精华区文章阅读

发信人: ssos (存在与虚无·守拙), 信区: Algorithm
标  题: Three Open Problems in AI
发信站: 哈工大紫丁香 (2003年07月27日11:15:45 星期天), 站内信件

Three Open Problems in AI

RAJ REDDY
Carnegie Mellon University

We present three open problems in AI which, if solved, would bring us
closer to achieving the goal of Human Level AI. Common to all these
systems is the ability of a system to learn from examples,
observations and errors. Indeed, one might say that these represent
necessary conditions before we can aspire to reach Human Level AI.

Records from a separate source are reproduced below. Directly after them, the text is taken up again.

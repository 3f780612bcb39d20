use crate::error::{Result, VectorStoreError};
use crate::types::SearchHit;
use serde::{Deserialize, Serialize};
use std::path::Path;

pub const FLAT_INDEX_SCHEMA_VERSION: u32 = 1;

/// Exact nearest-neighbor index over the full vector batch.
///
/// Brute-force scan under squared L2 distance (the flat-index convention:
/// no approximation, no graph). Vectors are identified by their insertion
/// position, which is the only linkage back to the snippet corpus.
#[derive(Debug, Clone)]
pub struct FlatIndex {
    dimension: usize,
    vectors: Vec<Vec<f32>>,
}

#[derive(Serialize, Deserialize)]
struct PersistedFlatIndex {
    schema_version: u32,
    dimension: usize,
    vectors: Vec<Vec<f32>>,
}

impl FlatIndex {
    #[must_use]
    pub const fn new(dimension: usize) -> Self {
        Self {
            dimension,
            vectors: Vec::new(),
        }
    }

    /// Builds an index from a batch; position i holds the i-th input vector.
    pub fn build(dimension: usize, vectors: Vec<Vec<f32>>) -> Result<Self> {
        let mut index = Self::new(dimension);
        for vector in vectors {
            index.add(&vector)?;
        }
        Ok(index)
    }

    /// Appends a vector at the next position.
    pub fn add(&mut self, vector: &[f32]) -> Result<()> {
        if vector.len() != self.dimension {
            return Err(VectorStoreError::InvalidDimension {
                expected: self.dimension,
                actual: vector.len(),
            });
        }
        self.vectors.push(vector.to_vec());
        Ok(())
    }

    /// Returns the k nearest stored vectors as (position, distance) hits,
    /// ascending by distance with position as tiebreak. Requesting more than
    /// the stored count returns everything stored.
    pub fn search(&self, query: &[f32], k: usize) -> Result<Vec<SearchHit>> {
        if query.len() != self.dimension {
            return Err(VectorStoreError::InvalidDimension {
                expected: self.dimension,
                actual: query.len(),
            });
        }

        let mut hits: Vec<SearchHit> = self
            .vectors
            .iter()
            .enumerate()
            .map(|(position, vector)| SearchHit {
                position,
                distance: squared_l2(query, vector),
            })
            .collect();

        hits.sort_by(|a, b| {
            a.distance
                .total_cmp(&b.distance)
                .then(a.position.cmp(&b.position))
        });
        hits.truncate(k);
        Ok(hits)
    }

    #[must_use]
    pub const fn dimension(&self) -> usize {
        self.dimension
    }

    #[must_use]
    pub fn len(&self) -> usize {
        self.vectors.len()
    }

    #[must_use]
    pub fn is_empty(&self) -> bool {
        self.vectors.is_empty()
    }

    /// Persists the index as a schema-versioned binary blob. Written to a
    /// temp file and renamed, so a crash never leaves a torn artifact.
    pub async fn save(&self, path: impl AsRef<Path>) -> Result<()> {
        let path = path.as_ref().to_path_buf();
        if let Some(parent) = path.parent() {
            tokio::fs::create_dir_all(parent).await?;
        }
        let persisted = PersistedFlatIndex {
            schema_version: FLAT_INDEX_SCHEMA_VERSION,
            dimension: self.dimension,
            vectors: self.vectors.clone(),
        };
        let bytes = bincode::serialize(&persisted)?;
        let tmp = path.with_extension("bin.tmp");
        tokio::fs::write(&tmp, bytes).await?;
        tokio::fs::rename(&tmp, &path).await?;
        Ok(())
    }

    /// Loads an index saved with [`FlatIndex::save`]. Vector bits are carried
    /// verbatim, so post-reload searches rank identically to pre-save ones.
    pub async fn load(path: impl AsRef<Path>) -> Result<Self> {
        let bytes = tokio::fs::read(path.as_ref()).await?;
        let persisted: PersistedFlatIndex = bincode::deserialize(&bytes)?;
        if persisted.schema_version != FLAT_INDEX_SCHEMA_VERSION {
            return Err(VectorStoreError::SchemaVersion {
                expected: FLAT_INDEX_SCHEMA_VERSION,
                found: persisted.schema_version,
            });
        }
        if let Some(bad) = persisted
            .vectors
            .iter()
            .find(|v| v.len() != persisted.dimension)
        {
            return Err(VectorStoreError::InvalidDimension {
                expected: persisted.dimension,
                actual: bad.len(),
            });
        }
        Ok(Self {
            dimension: persisted.dimension,
            vectors: persisted.vectors,
        })
    }
}

fn squared_l2(a: &[f32], b: &[f32]) -> f32 {
    a.iter()
        .zip(b.iter())
        .map(|(x, y)| {
            let d = x - y;
            d * d
        })
        .sum()
}

#[cfg(test)]
mod tests {
    use super::*;
    use pretty_assertions::assert_eq;
    use tempfile::TempDir;

    #[test]
    fn search_ranks_by_ascending_distance() {
        let index = FlatIndex::build(
            3,
            vec![
                vec![0.0, 1.0, 0.0],
                vec![1.0, 0.0, 0.0],
                vec![0.9, 0.1, 0.0],
            ],
        )
        .unwrap();

        let hits = index.search(&[1.0, 0.0, 0.0], 3).unwrap();
        assert_eq!(hits.len(), 3);
        assert_eq!(hits[0].position, 1);
        assert!(hits[0].distance.abs() < 1e-6);
        assert_eq!(hits[1].position, 2);
        assert_eq!(hits[2].position, 0);
        for pair in hits.windows(2) {
            assert!(pair[0].distance <= pair[1].distance);
        }
    }

    #[test]
    fn equal_distances_break_ties_by_position() {
        let index = FlatIndex::build(2, vec![vec![0.0, 1.0], vec![0.0, -1.0]]).unwrap();
        let hits = index.search(&[0.0, 0.0], 2).unwrap();
        assert_eq!(hits[0].position, 0);
        assert_eq!(hits[1].position, 1);
        assert_eq!(hits[0].distance, hits[1].distance);
    }

    #[test]
    fn oversized_k_returns_stored_count() {
        let index = FlatIndex::build(2, vec![vec![1.0, 0.0], vec![0.0, 1.0]]).unwrap();
        let hits = index.search(&[1.0, 0.0], 10).unwrap();
        assert_eq!(hits.len(), 2);
    }

    #[test]
    fn dimension_mismatch_is_an_error() {
        let mut index = FlatIndex::new(3);
        assert!(index.add(&[1.0, 0.0]).is_err());

        index.add(&[1.0, 0.0, 0.0]).unwrap();
        assert!(index.search(&[1.0, 0.0], 1).is_err());
    }

    #[tokio::test]
    async fn save_load_roundtrip_preserves_search_results() {
        let tmp = TempDir::new().unwrap();
        let path = tmp.path().join("index.bin");

        let index = FlatIndex::build(
            4,
            vec![
                vec![0.1, 0.2, 0.3, 0.4],
                vec![0.4, 0.3, 0.2, 0.1],
                vec![-0.5, 0.5, 0.25, 0.125],
            ],
        )
        .unwrap();
        index.save(&path).await.unwrap();

        let reloaded = FlatIndex::load(&path).await.unwrap();
        assert_eq!(reloaded.len(), index.len());
        assert_eq!(reloaded.dimension(), index.dimension());

        let query = vec![0.3, 0.1, 0.2, 0.05];
        let before = index.search(&query, 3).unwrap();
        let after = reloaded.search(&query, 3).unwrap();
        assert_eq!(before, after);
    }

    #[tokio::test]
    async fn load_rejects_unknown_schema_version() {
        let tmp = TempDir::new().unwrap();
        let path = tmp.path().join("index.bin");

        let persisted = PersistedFlatIndex {
            schema_version: 99,
            dimension: 2,
            vectors: vec![vec![0.0, 1.0]],
        };
        tokio::fs::write(&path, bincode::serialize(&persisted).unwrap())
            .await
            .unwrap();

        let err = FlatIndex::load(&path).await.unwrap_err();
        assert!(matches!(
            err,
            VectorStoreError::SchemaVersion {
                expected: FLAT_INDEX_SCHEMA_VERSION,
                found: 99
            }
        ));
    }
}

1. Read a Chapter in a Book and Answer the Questions at the End of the
   Chapter

Reading and understanding books is a quintessentially human
activity. It is the process by which much knowledge transfer occurs
from generation to generation.  For example, we test students'
understanding of a given subject by asking them to answer questions at
the end of the chapter in a textbook. In general, we are satisfied if
a student correctly answers 80 to 90% of the questions. When a
computer can do the same task, we will have arrived at a significant
milestone.

A human being who starts reading at age 4, lives to be 100 years old,
and reads a book a day every day could complete 35,000 books in a
lifetime. Bymany estimates, the total number books ever written in all
languages is under 100 million. Harvard library has around 12 million
volumes. The Library of Congress has fewer than 30 million
volumes. All the unique titles in the OCLC member libraries is under
42 million. However, US libraries do not have most of the books
published in other languages internationally, thus leading to an
approximate estimate of 100 million books ever published.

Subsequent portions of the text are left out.